On 20 November 1906 Nopcsa met the then eighteen-year-old Bajazid Elmaz Doda in Bucharest and hired him as his secretary.[6] Nopcsa later recounted this meeting in his memoir:[7][8]
[H]e has been the only person who has truly loved me and in whom I had full confidence, never doubting for a moment that he would misuse my trust.
Additionally, Nopcsa was interested in Albania, which was a province of the Ottoman Empire contending for independence in that time. He was one of the few outsiders who ventured into the mountainous areas in the north of Albania.[9] He soon learned the Albanian dialects and customs. Eventually, he got on good terms with the leaders of the Albanian nationalist resistance who fought against the Turks in the region. Nopcsa gave passionate speeches and smuggled in weapons.
In 1907 on one of his expeditions into the Albanian mountains, he was held hostage by the bandit Mustafa Lita, together with Bajazid Doda. Lita demanded ten thousand Turkish pounds for his release.[6] In his memoirs Nopcsa described his elaborate plan to get out of this situation, which involved being taken to Prizren as a spy.[10] He was eventually rescued by Doda's father, who had brought 'ten armed retainers'.[11][10]
In 1912 the Balkan states joined forces to drive out the Turks. However, afterwards the newly liberated states immediately plunged into internal conflicts. During these Balkan Wars, Nopcsa spied for Austria-Hungary.[12] Out of these conflicts, Albania arose as an independent state, which needed a king. Nopcsa volunteered, suggesting he would use money he would gain from marrying a rich American girl to fund the war efforts, however, to no avail.[12][13]

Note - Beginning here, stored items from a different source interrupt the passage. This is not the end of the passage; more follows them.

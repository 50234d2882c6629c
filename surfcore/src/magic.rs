/// Name of the environment variable containing the path to the engine configuration file.
/// If not set, defaults to
///  (1) on Linux and macOS: `$XDG_CONFIG_HOME/surface/engine.toml` or `$HOME/.config/surface/engine.toml`
///  (2) on Windows: `%APPDATA%\surface\engine.toml`
pub const ENV_ENGINE_CONFIG_PATH: &str = "SURF_CONFIG_PATH";

/// Directory and file name of the engine configuration below the platform config root.
pub const CONFIG_DIR_NAME: &str = "surface";
pub const CONFIG_FILE_NAME: &str = "engine.toml";

/// Prefix marking property text as a formula.
pub const DEFAULT_FORMULA_MARKER: &str = "=";

/// Reserved property holding the user-facing identifier of an entity.
pub const USER_ID_KEY: &str = "userID";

Later, during the First World War, Nopcsa was on another mission as a spy for Austria-Hungary, working undercover as a shepherd in Transylvania.[9][12] He also led a group of Albanian wartime volunteers. Nopcsa was the first to hijack an aircraft. His motive for aircraft hijacking was to flee the nascent and ultimately short-lived Hungarian Soviet Republic in 1919 to Vienna.[14] With the defeat of Austria-Hungary at the end of the war, Nopcsa's native Transylvania was ceded to Romania. As a consequence, the Baron of Felső-Szilvás lost his estates and other possessions in 1920.[15] Compelled to find paid employment, he landed a job as the head of the Hungarian Geological Institute in 1925.[4][16]

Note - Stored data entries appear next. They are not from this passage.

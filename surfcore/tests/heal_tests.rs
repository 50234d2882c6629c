use surfcore::{
    base::{SurfaceContext, addressable::Addressable, meta::EngineConfig},
    tests_utils::{MemoryServer, server_entity, set_user_id, widget},
};
use surfprop::{ContainerDefinition, PropertyType, SingleDefinition, Value};

fn level_definition() -> ContainerDefinition {
    ContainerDefinition::new("meter")
        .child("level", SingleDefinition::new("level", PropertyType::Float, 0.0))
}

#[test]
fn renamed_server_is_recovered_and_text_rewritten() {
    let ctx = SurfaceContext::with_defaults();
    let server = MemoryServer::new();
    server.add_node("/x", "f", vec![Value::Float(0.5)]);
    let srv1 = server_entity(&ctx, "Server 1", "devA", server.clone());
    let meter = widget(&ctx, "Meter", "", level_definition());
    let level = meter.property("level").unwrap();

    level.set_formula("=osc('devA:/x')");
    let resolved = level.get_resolved(None);
    assert_eq!(resolved.error, None);
    assert_eq!(resolved.current, Value::Float(0.5));
    ctx.run_pending();
    assert_eq!(level.expression().as_deref(), Some("=osc('devA:/x')"));

    set_user_id(&srv1, "dev_a");
    assert!(ctx.registry.lookup("devA").is_none());
    assert_eq!(
        ctx.registry.lookup("dev_a").map(|entity| entity.entity_id()),
        Some(srv1.id())
    );

    let resolved = level.get_resolved(None);
    assert_eq!(resolved.error, None);
    assert_eq!(resolved.current, Value::Float(0.5));

    ctx.run_pending();
    assert_eq!(level.expression().as_deref(), Some("=osc('dev_a:/x')"));
    assert_eq!(level.get(), Value::Float(0.5));
    assert_eq!(server.subscribe_count("/x"), 1);
}

#[test]
fn renamed_property_owner_is_recovered() {
    let ctx = SurfaceContext::with_defaults();
    let source = widget(&ctx, "Source", "gainA", level_definition());
    let meter = widget(&ctx, "Meter", "", level_definition());
    source.property("level").unwrap().set(2.0);

    let level = meter.property("level").unwrap();
    level.set_formula("=prop('gainA:level') + prop(\"gainA:level\")");
    assert_eq!(level.get(), Value::Float(4.0));

    set_user_id(&source, "gain_main");
    assert_eq!(level.get(), Value::Float(4.0));
    ctx.run_pending();
    assert_eq!(
        level.expression().as_deref(),
        Some("=prop('gain_main:level') + prop(\"gain_main:level\")")
    );
}

#[test]
fn healing_can_be_disabled() {
    let ctx = SurfaceContext::with_config(EngineConfig {
        self_healing: false,
        ..Default::default()
    });
    let source = widget(&ctx, "Source", "first", level_definition());
    let meter = widget(&ctx, "Meter", "", level_definition());
    let level = meter.property("level").unwrap();
    level.set_formula("=prop('first:level')");
    assert!(level.get_resolved(None).error.is_none());

    set_user_id(&source, "second");
    let error = level.get_resolved(None).error.expect("stale token");
    assert!(error.contains("first"), "{error}");
}

#[test]
fn preferred_identifier_replaces_name_references() {
    let ctx = SurfaceContext::with_defaults();
    let source = widget(&ctx, "Main Bus", "bus", level_definition());
    let meter = widget(&ctx, "Meter", "", level_definition());
    source.property("level").unwrap().set(1.0);

    let level = meter.property("level").unwrap();
    level.set_formula("=prop('Main Bus:level')");
    assert_eq!(level.get(), Value::Float(1.0));
    ctx.run_pending();
    assert_eq!(level.expression().as_deref(), Some("=prop('bus:level')"));
}

#[test]
fn rewrites_can_be_disabled() {
    let ctx = SurfaceContext::with_config(EngineConfig {
        rewrite_references: false,
        ..Default::default()
    });
    let source = widget(&ctx, "Source", "a", level_definition());
    let meter = widget(&ctx, "Meter", "", level_definition());
    let level = meter.property("level").unwrap();
    level.set_formula("=prop('a:level')");
    level.get();

    set_user_id(&source, "b");
    assert!(level.get_resolved(None).error.is_none());
    ctx.run_pending();
    assert_eq!(level.expression().as_deref(), Some("=prop('a:level')"));
}

#[test]
fn pending_rewrite_respects_later_edits() {
    let ctx = SurfaceContext::with_defaults();
    let server = MemoryServer::new();
    server.add_node("/x", "f", vec![Value::Float(0.5)]);
    server.add_node("/y", "f", vec![Value::Float(0.25)]);
    let srv1 = server_entity(&ctx, "Server 1", "devA", server);
    let meter = widget(&ctx, "Meter", "", level_definition());
    let level = meter.property("level").unwrap();

    level.set_formula("=osc('devA:/x')");
    level.get();
    ctx.run_pending();
    set_user_id(&srv1, "dev_a");
    assert!(level.get_resolved(None).error.is_none());

    level.set_formula("=osc('dev_a:/y') * 2");
    ctx.run_pending();
    assert_eq!(level.expression().as_deref(), Some("=osc('dev_a:/y') * 2"));
    assert_eq!(level.get(), Value::Float(0.5));

    set_user_id(&srv1, "dev_b");
    assert!(level.get_resolved(None).error.is_none());
    level.set_formula("=osc('dev_a:/x') + osc('dev_a:/y')");
    ctx.run_pending();
    assert_eq!(
        level.expression().as_deref(),
        Some("=osc('dev_b:/x') + osc('dev_b:/y')")
    );
}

But Nopcsa's tenure in the Geological Institute was short-lived, he soon became bored of the sedentary job. He went to Europe on a motorcycle journey together with his long-standing Albanian secretary and lover Bajazid Elmaz Doda to study fossils.[9][16][17] He later returned to Vienna where he ran into financial difficulties again and was distracted in his work. To cover his debts, he sold his fossil collection to the Natural History Museum in London.[18][19] Nopcsa struggled with illness, to the extent that he had to give a lecture in a wheelchair in 1928.[19] Soon Nopcsa became depressed. Finally, in 1933, he fatally shot first his partner, Bayazid Elmas Doda, after having slipped sleeping powder into his tea.[12][19] He then wrote a suicide note, where he states the reason for his actions a nervous breakdown, and shot himself.[1][9] He was cremated at Feuerhalle Simmering in Vienna, and his ashes buried there (Section 3, Ring 3, Group 8, No. 44). In his suicide note, he describes his reasons for killing his partner:[1]
The reason that I shot my longtime friend and secretary, Mr Bayazid Elmas Doda, in his sleep without his suspecting at all is that I did not wish to leave him behind sick, in misery and without a penny, because he would have suffered too much.

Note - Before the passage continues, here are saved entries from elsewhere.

pub mod error;
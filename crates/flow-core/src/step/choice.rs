//! Enrutamiento exclusivo: cada evento va a lo sumo a un downstream.
use std::sync::Arc;

use async_trait::async_trait;
use serde_json::Value;

use crate::errors::FlowResult;
use crate::event::Message;
use crate::step::base::{step_setup, Step, StepCore, StepFn, TerminationResult, UserFn};

/// Redirige cada evento al primer outlet cuyo predicado evalúe verdadero;
/// si ninguno matchea va al outlet por defecto, o se descarta si no hay.
/// El centinela de terminación llega a todos los outlets (default
/// incluido) por el protocolo base.
pub struct Choice {
    core: StepCore,
    arms: Vec<(Arc<dyn Step>, StepFn<bool>)>,
    default: Option<Arc<dyn Step>>,
}

impl Choice {
    pub fn new(arms: Vec<(Arc<dyn Step>, StepFn<bool>)>) -> Self {
        let core = StepCore::new("Choice");
        for (outlet, _) in &arms {
            core.push_outlet(Arc::clone(outlet));
        }
        Self { core, arms, default: None }
    }

    /// Azúcar para brazos con predicado síncrono sobre el body.
    pub fn arm(outlet: Arc<dyn Step>, predicate: impl Fn(Value) -> FlowResult<bool> + Send + Sync + 'static) -> (Arc<dyn Step>, StepFn<bool>) {
        (outlet, StepFn::Body(UserFn::new(predicate)))
    }

    pub fn with_default(mut self, outlet: Arc<dyn Step>) -> Self {
        self.core.push_outlet(Arc::clone(&outlet));
        self.default = Some(outlet);
        self
    }
}

step_setup!(Choice);

#[async_trait]
impl Step for Choice {
    fn core(&self) -> &StepCore {
        &self.core
    }

    async fn run(self: Arc<Self>, msg: Message) -> FlowResult<TerminationResult> {
        match msg {
            Message::Terminate => self.core.forward_termination().await,
            Message::Event(event) => {
                let mut chosen = None;
                for (outlet, predicate) in &self.arms {
                    if predicate.call(&event).await? {
                        chosen = Some(Arc::clone(outlet));
                        break;
                    }
                }
                let target = chosen.or_else(|| self.default.as_ref().map(Arc::clone));
                if let Some(outlet) = target {
                    outlet.run(Message::Event(event)).await?;
                }
                Ok(None)
            }
        }
    }
}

Nopcsa left behind a considerable quantity of scientific publications and private diaries. The diaries paint a picture of a complex man with great intuition, but without the ability to understand the motives of others. His devotion to the cause of the Albanians was in contrast to his sociopathic insensitivity. In his diaries he nonchalantly wrote about his bid to become king of Albania:[20]
Once a reigning European monarch, I would have no difficulty coming up with the further funds needed by marrying a wealthy American heiress aspiring to royalty, a step which under other circumstances I would have been loath to take.'
During his lifetime Nopcsa wrote a memoir based on diaries and notes from 1897 to 1917. Even though he finished the memoir around 1929, it was never published during his lifetime.[7] Only in 2001 was it published in German and it was later translated to English in 2014 as Traveler, Scholar, Political Adventurer: A Transylvanian Baron at the Birth of Albanian Independence, edited by Robert Elsie.[7][11]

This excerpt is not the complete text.